Data Transfers outside the European Economic Area
Where any such transfer is necessary or where it occurs through our third party service providers’ data hosting or other commercial arrangements, such transfer will be subject to appropriate safeguards in accordance with the Data Protection Laws. Further details may be obtained from MD Living below.

Accuracy of Personal Data
In order to ensure the Company’s files are accurate and up to date, please notify the Company as soon as possible following any change in your relevant Personal Data.

Retention Periods
The Company will keep Personal Data for as long as is necessary for the purposes for which we collect it.  Where the Company holds Personal Data to comply with a legal or regulatory obligation, we will keep the information for at least as long as is required to comply with that obligation.

Where we hold Personal Data in the context of a contractual relationship, we will keep the information for at least as long as that contractual relationship, and for a number of years thereafter.  The number of years varies depending on the nature of the contractual relationship (usually 7 years post termination of the relationship) and will be retained for a longer period in the event of legal or prospective legal proceedings.
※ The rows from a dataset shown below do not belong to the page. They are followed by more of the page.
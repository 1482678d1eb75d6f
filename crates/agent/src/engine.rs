//! Turn pipeline
//!
//! classify -> extract preferences -> generate reply, against one session.

use vendchat_config::{ContactConfig, KeywordTables};
use vendchat_core::{Message, Translator};

use crate::intent::{DetectedIntent, IntentDetector};
use crate::preferences::PreferenceExtractor;
use crate::response::ResponseGenerator;
use crate::session::ConversationSession;

/// Result of answering one visitor turn
#[derive(Debug, Clone)]
pub struct TurnOutcome {
    pub detected: DetectedIntent,
    pub reply: Message,
}

/// Stateless turn processor shared by all sessions
pub struct ChatEngine {
    detector: IntentDetector,
    extractor: PreferenceExtractor,
    generator: ResponseGenerator,
}

impl ChatEngine {
    pub fn new(keywords: &KeywordTables, contact: ContactConfig) -> Self {
        Self {
            detector: IntentDetector::new(keywords),
            extractor: PreferenceExtractor::new(keywords),
            generator: ResponseGenerator::new(contact),
        }
    }

    /// Start a fresh conversation: reset the session and show the welcome
    pub fn open(&self, session: &mut ConversationSession, t: &dyn Translator) -> Message {
        session.reset();
        self.rewelcome(session, t)
    }

    /// Replace the transcript with a welcome in the current language
    ///
    /// Recent context and preference signals are kept.
    pub fn rewelcome(&self, session: &mut ConversationSession, t: &dyn Translator) -> Message {
        let welcome = self.generator.welcome(session.allocate_id(), t);
        session.show_welcome(welcome.clone());
        welcome
    }

    /// Answer a visitor utterance already appended to the transcript
    ///
    /// The haystack is built before the utterance joins the recent context,
    /// so the current utterance is counted once.
    pub fn reply(
        &self,
        session: &mut ConversationSession,
        utterance: &str,
        t: &dyn Translator,
    ) -> TurnOutcome {
        let haystack = IntentDetector::haystack(utterance, session.context().iter());
        let detected = self.detector.classify_haystack(&haystack);
        session.context_mut().push(utterance);

        self.extractor.apply(session.preferences_mut(), utterance);

        let id = session.allocate_id();
        let reply = self
            .generator
            .generate(id, detected.intent, session.preferences(), t);
        session.push_bot(reply.clone());

        tracing::debug!(
            intent = %detected.intent,
            language = t.language().code(),
            kind = ?reply.kind,
            "Generated reply"
        );
        TurnOutcome { detected, reply }
    }
}

#[cfg(test)]
mod tests {
    use super::*;
    use vendchat_config::LocaleCatalog;
    use vendchat_core::{IntentKind, Language, MessageKind, Sender};

    fn setup() -> (ChatEngine, LocaleCatalog) {
        (
            ChatEngine::new(&KeywordTables::default(), ContactConfig::default()),
            LocaleCatalog::builtin().unwrap(),
        )
    }

    #[test]
    fn test_open_shows_single_welcome() {
        let (engine, catalog) = setup();
        let dict = catalog.dictionary(Language::English);
        let mut session = ConversationSession::default();
        session.push_user("left over");

        engine.open(&mut session, &*dict);
        assert_eq!(session.messages().len(), 1);
        assert_eq!(session.messages()[0].text, dict.t("chatbot.welcome"));
        assert!(session.context().is_empty());
    }

    #[test]
    fn test_reply_appends_context_once() {
        let (engine, catalog) = setup();
        let dict = catalog.dictionary(Language::English);
        let mut session = ConversationSession::default();
        engine.open(&mut session, &*dict);

        session.push_user("What is the price?");
        let outcome = engine.reply(&mut session, "What is the price?", &*dict);
        assert_eq!(outcome.detected.intent, IntentKind::Pricing);
        assert_eq!(outcome.detected.count, 1);
        assert_eq!(session.context().len(), 1);
        assert_eq!(session.messages().len(), 3);
        assert_eq!(session.messages()[2].sender, Sender::Bot);
    }

    #[test]
    fn test_context_carries_between_turns() {
        let (engine, catalog) = setup();
        let dict = catalog.dictionary(Language::English);
        let mut session = ConversationSession::default();
        engine.open(&mut session, &*dict);

        engine.reply(&mut session, "tell me about pricing and cost", &*dict);
        let outcome = engine.reply(&mut session, "what about that", &*dict);
        assert_eq!(outcome.detected.intent, IntentKind::Pricing);
    }

    #[test]
    fn test_budget_in_same_turn_personalizes_pricing() {
        let (engine, catalog) = setup();
        let dict = catalog.dictionary(Language::English);
        let mut session = ConversationSession::default();
        engine.open(&mut session, &*dict);

        let utterance = "My budget is limited, what is the price?";
        let outcome = engine.reply(&mut session, utterance, &*dict);
        assert_eq!(outcome.detected.intent, IntentKind::Pricing);
        assert_eq!(outcome.reply.kind, MessageKind::Action);
        assert!(outcome.reply.text.contains(utterance));
    }

    #[test]
    fn test_rewelcome_keeps_signals() {
        let (engine, catalog) = setup();
        let mut session = ConversationSession::default();
        let english = catalog.dictionary(Language::English);
        engine.open(&mut session, &*english);
        engine.reply(&mut session, "I have a limited budget", &*english);

        let arabic = catalog.dictionary(Language::Arabic);
        let welcome = engine.rewelcome(&mut session, &*arabic);
        assert_eq!(welcome.text, arabic.t("chatbot.welcome"));
        assert_eq!(session.messages().len(), 1);
        assert!(session.preferences().budget_signal.is_some());
    }
}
For further information about the period of time for which we retain your Personal Data, please contact us using the details below.

Security of Personal Data
When the Company engages a third party to collect or process Personal Data on our behalf, the third party will be required to use appropriate security measures to protect the confidentiality and security of Personal Data and will assume certain responsibilities under the Data Protection Laws for looking after the Personal Data that they receive from us.

Data Subject Rights
The Data Protection Laws provide the following rights in favour of Data Subjects, several of which only apply in limited circumstances and which are subject to restrictions pursuant to Data Protection Laws:

  1. the right to receive information on the processing (which is provided through this Privacy Policy or any other forms or notices provided to you);
  2. the right of access to your Personal Data;
  3. the right to rectify or erase Personal Data (right to be forgotten);
  4. the right to restrict processing;
  5. the right to data portability to another provider;
  6. the right of objection to processing on the basis of our legitimate interests on grounds that are personal to you; and
  7. the right to complain to the Data Protection Commission in the event you have a complaint or believe your rights have been infringed (in such cases we would request that you bring the matter to our attention in the first instance via MD Living so that we may discuss it with you).

Who to Contact about your Personal Data
For more information, please contact MD Living at nmy@mdpm or by mail to Newmarket Yards, Newmarket, Dublin 8.

This Privacy Policy was last updated in January 2024.